Grand Slam singles results
- Australian Open: 3R (2025)
- French Open: 3R (2025)
- Wimbledon: 2R (2023)
- US Open: 3R (2025)

Other tournaments
- Olympic Games: 2R (2024)

Doubles
- Career record: 144–112
- Career titles: 10 ITF
- Highest ranking: No. 93 (23 February 2026)
- Current ranking: No. 96 (24 August 2026)

Grand Slam doubles results
- Australian Open: 3R (2022)
- French Open: 1R (2024, 2025, 2026)
- Wimbledon: 2R (2023)
- US Open: 3R (2024)

Other doubles tournaments
- Olympic Games: 1R (2024)

Team competitions
- Fed Cup: 8–4

= Jaqueline Cristian =

Romanian tennis player (born 1998)

Jaqueline Adina Cristian (born 5 June 1998) is a Romanian professional tennis player. She has career-high WTA rankings of No. 28 in singles, achieved on 4 May 2026, and No. 93 in doubles, reached on 23 February 2026. Cristian has won one WTA 125 title, along with 14 singles titles and ten doubles titles on the ITF Women's Circuit.

==Career==
===2015–20: WTA Tour debut===
Cristian made her WTA Tour main-draw debut at the 2015 Bucharest Open in the doubles event, partnering Elena-Gabriela Ruse.

She reached her maiden WTA Tour final at the 2019 Bucharest Open in the doubles event, again partnering Ruse, losing to fourth seeds Viktória Kužmová and Kristýna Plíšková.

===2021: Breakthrough and top 75 debut===
She reached the quarterfinals of a WTA Tour event for the first time as a qualifier at the WTA 500 St. Petersburg Ladies' Trophy where she lost to fourth seed Svetlana Kuznetsova.

In September, she reached her first semifinal at a WTA Tour-level at the Astana Open. She reached the quarterfinals of the first edition of the Transylvania Open as a wildcard before she lost to top seed Simona Halep. She began a tradition of wearing a Dracula-like cape on court before or after her matches there. She reached the top 100 on 8 November 2021.

At the Linz Open, she reached the final as a lucky loser following Simona Halep's withdrawal due to injury from the semifinal but lost to Alison Riske in three sets. As a result, she moved 29 positions up in the rankings to No. 71 on 15 November 2021, having been ranked world No. 100 at the beginning of the tournament.

===2022: Major & WTA 1000 debuts & first wins, hiatus===
Cristian made her Grand Slam tournament debut at the Australian Open where she won her first-round match against Greet Minnen, before losing to Madison Keys. As a result, she reached a new career-high ranking of No. 58, on 31 January 2022.

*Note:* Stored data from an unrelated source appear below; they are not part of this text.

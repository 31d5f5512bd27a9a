//! Domain model types and validation

pub mod ident;
pub mod validation;

pub use ident::PgIdent;
pub use validation::ValidationError;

She made her WTA 1000 debut at the Qatar Ladies Open as a lucky loser and defeated 11th seed Elena Rybakina for her first win at this level. Having won the first set, she retired in her second round match against Daria Kasatkina.

She returned after six months of hiatus to make her debut at the US Open, where she lost to second seed Anett Kontaveit.

===2023–24: Wimbledon debut, WTA 1000 third rounds & top-10 win===
Cristian made her Wimbledon debut at the 2023 Championships, defeating Lucia Bronzetti in the first round, before losing to 13th seed Beatriz Haddad Maia.

A run which included a win over top seed Marie Bouzková, saw Cristian make it through to the semifinals at the 2023 Prague Open, where lost to eventual champion Nao Hibino.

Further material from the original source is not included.